[Collected data]
Segment Open

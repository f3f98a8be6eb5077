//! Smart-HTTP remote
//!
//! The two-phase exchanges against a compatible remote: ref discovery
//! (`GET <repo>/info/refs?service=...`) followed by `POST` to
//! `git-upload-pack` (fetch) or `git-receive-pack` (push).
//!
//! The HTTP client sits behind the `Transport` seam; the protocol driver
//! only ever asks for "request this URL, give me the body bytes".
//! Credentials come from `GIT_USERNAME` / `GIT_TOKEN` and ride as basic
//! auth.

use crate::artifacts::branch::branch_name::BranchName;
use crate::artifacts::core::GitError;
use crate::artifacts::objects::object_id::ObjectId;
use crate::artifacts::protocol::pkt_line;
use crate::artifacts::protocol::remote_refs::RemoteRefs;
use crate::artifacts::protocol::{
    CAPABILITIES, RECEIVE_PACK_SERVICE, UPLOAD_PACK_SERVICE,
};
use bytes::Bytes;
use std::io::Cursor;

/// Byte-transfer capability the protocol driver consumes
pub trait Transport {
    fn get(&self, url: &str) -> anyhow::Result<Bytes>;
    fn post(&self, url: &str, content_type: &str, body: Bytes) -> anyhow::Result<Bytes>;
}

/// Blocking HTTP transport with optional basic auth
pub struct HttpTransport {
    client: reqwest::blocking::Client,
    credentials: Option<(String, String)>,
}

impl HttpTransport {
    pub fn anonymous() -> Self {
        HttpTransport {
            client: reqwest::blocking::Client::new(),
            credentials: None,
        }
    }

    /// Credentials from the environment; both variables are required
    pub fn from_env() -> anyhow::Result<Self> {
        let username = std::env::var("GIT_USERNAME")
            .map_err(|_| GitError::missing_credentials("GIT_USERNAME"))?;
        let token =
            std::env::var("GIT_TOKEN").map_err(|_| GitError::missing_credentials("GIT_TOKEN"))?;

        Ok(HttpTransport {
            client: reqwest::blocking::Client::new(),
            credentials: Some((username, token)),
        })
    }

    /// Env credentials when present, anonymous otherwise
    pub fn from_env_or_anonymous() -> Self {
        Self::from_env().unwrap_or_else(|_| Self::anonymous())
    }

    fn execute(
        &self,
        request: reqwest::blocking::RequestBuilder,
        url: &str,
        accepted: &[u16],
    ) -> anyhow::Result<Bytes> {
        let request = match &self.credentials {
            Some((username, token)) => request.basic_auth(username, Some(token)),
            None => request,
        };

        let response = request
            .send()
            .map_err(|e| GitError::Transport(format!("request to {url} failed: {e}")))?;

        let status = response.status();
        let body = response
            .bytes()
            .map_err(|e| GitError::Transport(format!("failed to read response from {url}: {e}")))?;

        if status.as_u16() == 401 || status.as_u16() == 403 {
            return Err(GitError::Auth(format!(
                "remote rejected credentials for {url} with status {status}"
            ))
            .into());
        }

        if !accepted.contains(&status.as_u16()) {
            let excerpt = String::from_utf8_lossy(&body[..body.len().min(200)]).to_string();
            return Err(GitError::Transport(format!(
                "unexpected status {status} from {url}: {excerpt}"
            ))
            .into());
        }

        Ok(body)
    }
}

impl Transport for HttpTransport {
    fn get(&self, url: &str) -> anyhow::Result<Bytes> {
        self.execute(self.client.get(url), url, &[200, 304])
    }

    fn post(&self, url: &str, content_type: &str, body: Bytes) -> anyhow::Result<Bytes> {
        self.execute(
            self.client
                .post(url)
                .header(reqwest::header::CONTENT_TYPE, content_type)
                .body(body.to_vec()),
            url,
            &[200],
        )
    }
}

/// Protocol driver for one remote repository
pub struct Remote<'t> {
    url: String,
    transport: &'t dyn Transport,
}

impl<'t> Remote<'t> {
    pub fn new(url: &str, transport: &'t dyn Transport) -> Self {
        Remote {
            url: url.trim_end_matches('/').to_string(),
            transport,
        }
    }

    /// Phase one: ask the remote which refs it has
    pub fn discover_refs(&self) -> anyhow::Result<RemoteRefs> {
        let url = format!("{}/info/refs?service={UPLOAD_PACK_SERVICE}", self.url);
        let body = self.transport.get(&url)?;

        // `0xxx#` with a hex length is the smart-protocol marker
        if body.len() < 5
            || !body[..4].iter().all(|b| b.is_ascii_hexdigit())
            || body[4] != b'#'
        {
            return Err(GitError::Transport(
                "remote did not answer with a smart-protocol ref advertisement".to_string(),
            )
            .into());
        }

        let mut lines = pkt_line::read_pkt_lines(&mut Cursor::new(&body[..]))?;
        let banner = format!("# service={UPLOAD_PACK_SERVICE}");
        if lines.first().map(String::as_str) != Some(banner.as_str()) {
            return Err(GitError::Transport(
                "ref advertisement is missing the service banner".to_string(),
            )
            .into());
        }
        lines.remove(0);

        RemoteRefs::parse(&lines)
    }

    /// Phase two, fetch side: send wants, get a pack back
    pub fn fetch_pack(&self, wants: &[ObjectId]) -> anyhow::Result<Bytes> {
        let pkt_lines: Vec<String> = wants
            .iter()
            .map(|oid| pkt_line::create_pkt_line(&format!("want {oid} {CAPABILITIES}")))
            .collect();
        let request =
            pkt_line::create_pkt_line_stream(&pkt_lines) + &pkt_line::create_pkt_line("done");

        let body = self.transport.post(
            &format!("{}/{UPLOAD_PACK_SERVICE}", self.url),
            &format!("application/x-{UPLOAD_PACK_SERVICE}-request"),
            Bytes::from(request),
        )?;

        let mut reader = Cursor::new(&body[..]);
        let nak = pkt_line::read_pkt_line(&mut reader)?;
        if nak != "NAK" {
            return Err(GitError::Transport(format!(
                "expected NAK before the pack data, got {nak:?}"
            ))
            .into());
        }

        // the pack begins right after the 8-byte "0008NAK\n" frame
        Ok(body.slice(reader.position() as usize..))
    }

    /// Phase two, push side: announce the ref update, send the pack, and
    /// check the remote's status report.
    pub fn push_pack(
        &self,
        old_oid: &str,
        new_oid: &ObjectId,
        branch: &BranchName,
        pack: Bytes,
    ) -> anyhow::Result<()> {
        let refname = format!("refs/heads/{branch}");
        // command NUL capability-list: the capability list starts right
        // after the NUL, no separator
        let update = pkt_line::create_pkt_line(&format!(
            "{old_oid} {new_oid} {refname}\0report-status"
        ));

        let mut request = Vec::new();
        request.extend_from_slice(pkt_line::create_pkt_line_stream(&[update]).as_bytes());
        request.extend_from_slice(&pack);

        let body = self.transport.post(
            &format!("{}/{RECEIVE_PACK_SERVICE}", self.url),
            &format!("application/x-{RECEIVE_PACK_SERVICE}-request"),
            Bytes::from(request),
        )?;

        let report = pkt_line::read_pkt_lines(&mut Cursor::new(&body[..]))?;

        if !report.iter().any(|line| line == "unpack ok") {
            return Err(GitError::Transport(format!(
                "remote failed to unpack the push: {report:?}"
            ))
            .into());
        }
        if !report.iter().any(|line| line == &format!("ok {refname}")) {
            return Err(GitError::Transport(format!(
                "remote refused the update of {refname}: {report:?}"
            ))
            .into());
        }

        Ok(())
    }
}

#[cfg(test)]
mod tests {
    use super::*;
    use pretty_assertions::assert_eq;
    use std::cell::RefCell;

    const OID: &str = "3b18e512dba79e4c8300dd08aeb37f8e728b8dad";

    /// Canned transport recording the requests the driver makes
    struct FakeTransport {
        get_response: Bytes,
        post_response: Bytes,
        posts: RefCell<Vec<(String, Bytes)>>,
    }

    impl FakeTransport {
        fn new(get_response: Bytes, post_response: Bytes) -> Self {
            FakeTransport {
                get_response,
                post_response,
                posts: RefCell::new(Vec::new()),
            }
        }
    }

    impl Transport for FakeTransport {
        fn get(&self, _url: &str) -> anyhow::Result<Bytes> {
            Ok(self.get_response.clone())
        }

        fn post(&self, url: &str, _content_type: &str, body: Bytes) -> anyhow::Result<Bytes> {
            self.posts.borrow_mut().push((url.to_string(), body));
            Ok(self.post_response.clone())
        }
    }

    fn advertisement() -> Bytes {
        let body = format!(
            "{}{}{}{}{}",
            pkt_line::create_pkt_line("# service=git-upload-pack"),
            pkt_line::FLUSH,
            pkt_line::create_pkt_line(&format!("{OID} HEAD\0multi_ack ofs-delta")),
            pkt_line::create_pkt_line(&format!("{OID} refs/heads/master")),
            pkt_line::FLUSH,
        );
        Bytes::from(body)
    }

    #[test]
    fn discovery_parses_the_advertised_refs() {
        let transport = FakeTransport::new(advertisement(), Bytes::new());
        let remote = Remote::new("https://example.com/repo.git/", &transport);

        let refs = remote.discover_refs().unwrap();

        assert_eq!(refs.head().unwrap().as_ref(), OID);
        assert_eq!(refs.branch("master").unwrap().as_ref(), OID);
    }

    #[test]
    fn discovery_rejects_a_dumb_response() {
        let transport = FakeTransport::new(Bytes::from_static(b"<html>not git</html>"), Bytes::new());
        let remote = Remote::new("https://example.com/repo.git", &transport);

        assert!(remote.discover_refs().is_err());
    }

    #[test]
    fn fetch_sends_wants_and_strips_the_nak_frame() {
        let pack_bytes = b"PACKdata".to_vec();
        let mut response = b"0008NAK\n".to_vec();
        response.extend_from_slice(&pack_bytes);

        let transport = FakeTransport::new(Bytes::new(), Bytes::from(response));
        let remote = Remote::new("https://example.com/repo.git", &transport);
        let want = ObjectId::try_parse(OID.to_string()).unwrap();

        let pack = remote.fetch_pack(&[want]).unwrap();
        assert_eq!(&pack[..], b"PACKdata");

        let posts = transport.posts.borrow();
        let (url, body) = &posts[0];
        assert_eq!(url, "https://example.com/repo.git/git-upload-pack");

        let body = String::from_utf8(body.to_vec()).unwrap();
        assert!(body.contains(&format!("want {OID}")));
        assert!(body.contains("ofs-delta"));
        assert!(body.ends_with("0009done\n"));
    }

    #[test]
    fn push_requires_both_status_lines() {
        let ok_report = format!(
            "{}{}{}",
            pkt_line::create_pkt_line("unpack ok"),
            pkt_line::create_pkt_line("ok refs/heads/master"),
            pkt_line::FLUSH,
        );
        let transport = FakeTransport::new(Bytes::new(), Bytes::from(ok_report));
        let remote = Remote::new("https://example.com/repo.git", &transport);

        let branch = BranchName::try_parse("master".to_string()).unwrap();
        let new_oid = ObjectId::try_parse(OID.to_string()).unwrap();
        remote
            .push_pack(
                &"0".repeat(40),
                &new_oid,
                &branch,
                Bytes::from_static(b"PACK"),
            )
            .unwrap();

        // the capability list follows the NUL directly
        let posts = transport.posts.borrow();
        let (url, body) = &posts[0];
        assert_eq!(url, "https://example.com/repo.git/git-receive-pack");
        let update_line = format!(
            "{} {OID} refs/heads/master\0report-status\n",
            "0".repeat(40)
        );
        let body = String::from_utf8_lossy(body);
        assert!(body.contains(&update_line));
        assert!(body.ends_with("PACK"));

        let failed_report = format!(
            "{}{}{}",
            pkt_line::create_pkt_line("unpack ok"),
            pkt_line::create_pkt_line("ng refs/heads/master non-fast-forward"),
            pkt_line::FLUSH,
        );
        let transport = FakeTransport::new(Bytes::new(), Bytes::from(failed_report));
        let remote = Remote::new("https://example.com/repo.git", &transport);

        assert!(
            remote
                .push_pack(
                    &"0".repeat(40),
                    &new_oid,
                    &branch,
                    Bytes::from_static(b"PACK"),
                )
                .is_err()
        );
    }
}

Segment Closed

Give again, word for word, the records from their first line to the one with "use std::io::Cursor;", and leave out all else.

repository f3f98a8be6eb5077
//! Smart-HTTP remote
//!
//! The two-phase exchanges against a compatible remote: ref discovery
//! (`GET <repo>/info/refs?service=...`) followed by `POST` to
//! `git-upload-pack` (fetch) or `git-receive-pack` (push).
//!
//! The HTTP client sits behind the `Transport` seam; the protocol driver
//! only ever asks for "request this URL, give me the body bytes".
//! Credentials come from `GIT_USERNAME` / `GIT_TOKEN` and ride as basic
//! auth.

use crate::artifacts::branch::branch_name::BranchName;
use crate::artifacts::core::GitError;
use crate::artifacts::objects::object_id::ObjectId;
use crate::artifacts::protocol::pkt_line;
use crate::artifacts::protocol::remote_refs::RemoteRefs;
use crate::artifacts::protocol::{
    CAPABILITIES, RECEIVE_PACK_SERVICE, UPLOAD_PACK_SERVICE,
};
use bytes::Bytes;
use std::io::Cursor;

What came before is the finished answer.